→ **GOAL OF THE EXERCISE**
Your answer should be one number: the count of lines in the records that include the word "lock".
*** Opening of ENTRIES SHOWN ***
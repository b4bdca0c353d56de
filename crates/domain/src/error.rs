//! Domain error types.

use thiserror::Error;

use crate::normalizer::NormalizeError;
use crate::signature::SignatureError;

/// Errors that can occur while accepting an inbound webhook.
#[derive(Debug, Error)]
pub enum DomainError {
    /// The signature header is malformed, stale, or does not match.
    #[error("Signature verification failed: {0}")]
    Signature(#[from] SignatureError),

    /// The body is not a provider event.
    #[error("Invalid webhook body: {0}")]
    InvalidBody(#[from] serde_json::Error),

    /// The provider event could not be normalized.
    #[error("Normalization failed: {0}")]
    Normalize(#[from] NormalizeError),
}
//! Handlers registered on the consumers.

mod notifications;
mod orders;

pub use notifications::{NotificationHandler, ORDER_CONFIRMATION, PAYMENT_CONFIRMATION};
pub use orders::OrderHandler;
*** Close of ENTRIES SHOWN ***
*** Opening of ENTRIES SHOWN ***
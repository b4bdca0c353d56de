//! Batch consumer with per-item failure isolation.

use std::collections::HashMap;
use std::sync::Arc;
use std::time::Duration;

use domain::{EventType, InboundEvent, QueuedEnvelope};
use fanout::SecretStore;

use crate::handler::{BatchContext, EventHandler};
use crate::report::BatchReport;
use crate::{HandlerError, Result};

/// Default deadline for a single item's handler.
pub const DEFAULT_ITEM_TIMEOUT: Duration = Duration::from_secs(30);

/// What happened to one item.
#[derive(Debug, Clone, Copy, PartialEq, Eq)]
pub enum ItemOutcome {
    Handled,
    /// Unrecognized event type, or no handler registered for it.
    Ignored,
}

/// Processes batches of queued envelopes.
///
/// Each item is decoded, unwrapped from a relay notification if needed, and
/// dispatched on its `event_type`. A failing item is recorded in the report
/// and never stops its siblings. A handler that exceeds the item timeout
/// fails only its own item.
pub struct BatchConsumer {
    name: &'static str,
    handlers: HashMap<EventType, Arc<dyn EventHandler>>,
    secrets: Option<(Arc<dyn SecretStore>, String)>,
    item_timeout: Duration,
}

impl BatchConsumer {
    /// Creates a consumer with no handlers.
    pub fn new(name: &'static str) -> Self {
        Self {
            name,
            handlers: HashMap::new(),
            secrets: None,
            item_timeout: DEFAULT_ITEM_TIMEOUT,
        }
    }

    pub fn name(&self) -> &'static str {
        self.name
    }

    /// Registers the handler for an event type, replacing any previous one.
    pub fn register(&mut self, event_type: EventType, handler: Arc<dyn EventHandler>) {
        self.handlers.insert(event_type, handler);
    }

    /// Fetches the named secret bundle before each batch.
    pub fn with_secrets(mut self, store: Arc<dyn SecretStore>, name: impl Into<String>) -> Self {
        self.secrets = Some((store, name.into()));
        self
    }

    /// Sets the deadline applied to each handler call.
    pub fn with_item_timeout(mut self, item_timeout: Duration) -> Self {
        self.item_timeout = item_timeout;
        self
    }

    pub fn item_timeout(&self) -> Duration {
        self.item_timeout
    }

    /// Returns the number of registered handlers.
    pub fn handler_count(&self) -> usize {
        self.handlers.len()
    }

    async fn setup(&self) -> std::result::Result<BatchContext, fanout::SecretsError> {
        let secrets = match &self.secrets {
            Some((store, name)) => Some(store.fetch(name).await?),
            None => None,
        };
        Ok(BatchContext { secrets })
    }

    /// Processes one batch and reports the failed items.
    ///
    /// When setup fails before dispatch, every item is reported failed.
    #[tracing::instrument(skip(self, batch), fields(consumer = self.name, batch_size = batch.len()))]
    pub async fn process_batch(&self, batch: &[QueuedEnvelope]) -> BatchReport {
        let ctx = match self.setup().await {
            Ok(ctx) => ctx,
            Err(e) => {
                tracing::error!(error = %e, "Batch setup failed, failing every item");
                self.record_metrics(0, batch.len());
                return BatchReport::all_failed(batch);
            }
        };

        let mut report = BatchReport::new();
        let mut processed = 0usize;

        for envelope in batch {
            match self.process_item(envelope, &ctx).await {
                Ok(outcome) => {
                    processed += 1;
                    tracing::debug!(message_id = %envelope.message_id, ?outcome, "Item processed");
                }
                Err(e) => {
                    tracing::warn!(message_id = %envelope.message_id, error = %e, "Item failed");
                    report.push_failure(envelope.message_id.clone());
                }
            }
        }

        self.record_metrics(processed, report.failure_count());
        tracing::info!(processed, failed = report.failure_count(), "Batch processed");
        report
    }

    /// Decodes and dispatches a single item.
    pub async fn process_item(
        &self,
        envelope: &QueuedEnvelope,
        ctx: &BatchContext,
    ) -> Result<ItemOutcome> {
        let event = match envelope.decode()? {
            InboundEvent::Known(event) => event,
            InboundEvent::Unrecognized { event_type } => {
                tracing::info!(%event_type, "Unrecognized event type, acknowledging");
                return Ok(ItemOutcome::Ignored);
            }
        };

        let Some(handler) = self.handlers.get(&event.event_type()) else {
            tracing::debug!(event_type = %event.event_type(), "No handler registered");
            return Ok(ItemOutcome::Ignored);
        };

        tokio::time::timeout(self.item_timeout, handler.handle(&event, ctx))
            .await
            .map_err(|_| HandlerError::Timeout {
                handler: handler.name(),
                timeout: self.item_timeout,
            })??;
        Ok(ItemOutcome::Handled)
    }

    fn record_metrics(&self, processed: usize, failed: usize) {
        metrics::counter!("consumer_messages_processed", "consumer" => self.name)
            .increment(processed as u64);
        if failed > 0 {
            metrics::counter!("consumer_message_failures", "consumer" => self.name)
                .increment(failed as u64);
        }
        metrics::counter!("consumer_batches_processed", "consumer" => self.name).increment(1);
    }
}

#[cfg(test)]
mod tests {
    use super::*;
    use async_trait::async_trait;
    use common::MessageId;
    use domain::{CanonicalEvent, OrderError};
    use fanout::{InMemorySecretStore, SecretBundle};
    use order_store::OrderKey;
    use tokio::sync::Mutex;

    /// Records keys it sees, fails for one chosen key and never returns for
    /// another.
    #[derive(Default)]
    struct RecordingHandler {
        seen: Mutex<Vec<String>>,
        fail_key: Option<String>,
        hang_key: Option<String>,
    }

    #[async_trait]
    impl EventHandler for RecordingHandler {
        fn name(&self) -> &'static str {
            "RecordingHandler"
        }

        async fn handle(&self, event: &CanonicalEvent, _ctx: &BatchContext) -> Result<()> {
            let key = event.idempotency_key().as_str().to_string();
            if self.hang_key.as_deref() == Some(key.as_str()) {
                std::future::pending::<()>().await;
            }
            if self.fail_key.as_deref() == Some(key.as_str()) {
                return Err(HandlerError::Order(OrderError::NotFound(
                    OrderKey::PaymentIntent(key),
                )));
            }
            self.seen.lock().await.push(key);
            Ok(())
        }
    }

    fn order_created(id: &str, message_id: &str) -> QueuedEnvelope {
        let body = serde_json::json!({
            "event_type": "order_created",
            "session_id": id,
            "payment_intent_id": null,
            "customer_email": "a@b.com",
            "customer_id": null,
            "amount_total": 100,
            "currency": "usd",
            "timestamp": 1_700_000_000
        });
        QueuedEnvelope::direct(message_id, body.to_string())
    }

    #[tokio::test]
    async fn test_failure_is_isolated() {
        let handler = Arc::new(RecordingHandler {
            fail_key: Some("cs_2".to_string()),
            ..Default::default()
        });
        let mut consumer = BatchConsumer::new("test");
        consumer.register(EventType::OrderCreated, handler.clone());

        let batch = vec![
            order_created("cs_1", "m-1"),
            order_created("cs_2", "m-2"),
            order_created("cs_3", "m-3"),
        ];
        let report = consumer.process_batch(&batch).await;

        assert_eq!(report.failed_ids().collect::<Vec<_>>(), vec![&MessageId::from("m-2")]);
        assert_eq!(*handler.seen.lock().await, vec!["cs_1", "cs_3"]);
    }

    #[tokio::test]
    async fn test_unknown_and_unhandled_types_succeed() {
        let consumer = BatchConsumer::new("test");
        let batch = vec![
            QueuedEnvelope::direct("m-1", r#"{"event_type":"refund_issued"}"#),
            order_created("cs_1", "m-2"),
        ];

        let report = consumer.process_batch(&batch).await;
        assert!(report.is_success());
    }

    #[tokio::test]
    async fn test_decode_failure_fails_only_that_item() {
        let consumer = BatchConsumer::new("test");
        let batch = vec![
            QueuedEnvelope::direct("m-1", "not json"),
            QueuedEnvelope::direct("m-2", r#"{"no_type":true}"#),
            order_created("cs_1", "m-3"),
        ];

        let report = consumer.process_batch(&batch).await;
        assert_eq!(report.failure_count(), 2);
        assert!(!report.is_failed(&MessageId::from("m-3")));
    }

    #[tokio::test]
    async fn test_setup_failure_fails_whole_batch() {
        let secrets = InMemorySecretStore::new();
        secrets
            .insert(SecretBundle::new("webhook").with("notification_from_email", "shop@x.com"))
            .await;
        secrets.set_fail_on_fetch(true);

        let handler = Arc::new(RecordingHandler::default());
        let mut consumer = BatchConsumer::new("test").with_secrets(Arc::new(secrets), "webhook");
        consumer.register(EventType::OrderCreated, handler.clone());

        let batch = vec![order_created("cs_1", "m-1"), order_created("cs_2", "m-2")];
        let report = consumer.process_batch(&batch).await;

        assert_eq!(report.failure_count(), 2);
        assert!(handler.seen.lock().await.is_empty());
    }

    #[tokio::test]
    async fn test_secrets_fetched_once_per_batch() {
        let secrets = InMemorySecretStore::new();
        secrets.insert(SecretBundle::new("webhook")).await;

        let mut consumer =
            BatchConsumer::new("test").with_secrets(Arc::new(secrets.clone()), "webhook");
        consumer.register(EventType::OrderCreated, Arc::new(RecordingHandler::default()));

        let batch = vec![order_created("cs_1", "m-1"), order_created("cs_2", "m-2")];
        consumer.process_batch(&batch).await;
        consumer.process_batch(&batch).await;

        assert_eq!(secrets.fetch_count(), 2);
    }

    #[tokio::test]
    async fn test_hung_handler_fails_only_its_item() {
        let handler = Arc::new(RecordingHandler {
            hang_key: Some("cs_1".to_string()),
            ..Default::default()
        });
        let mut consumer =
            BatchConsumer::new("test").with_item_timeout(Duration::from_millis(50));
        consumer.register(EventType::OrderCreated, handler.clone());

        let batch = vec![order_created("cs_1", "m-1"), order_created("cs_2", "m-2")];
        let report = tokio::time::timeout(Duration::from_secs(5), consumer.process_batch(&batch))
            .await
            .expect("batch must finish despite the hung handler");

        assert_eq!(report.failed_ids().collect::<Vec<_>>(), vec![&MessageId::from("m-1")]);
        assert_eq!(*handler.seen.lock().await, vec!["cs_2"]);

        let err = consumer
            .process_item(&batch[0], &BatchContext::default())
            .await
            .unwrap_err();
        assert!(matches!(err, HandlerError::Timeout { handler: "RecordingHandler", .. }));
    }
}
*** Close of ENTRIES SHOWN ***
→ **COMPLETED EXERCISE**
4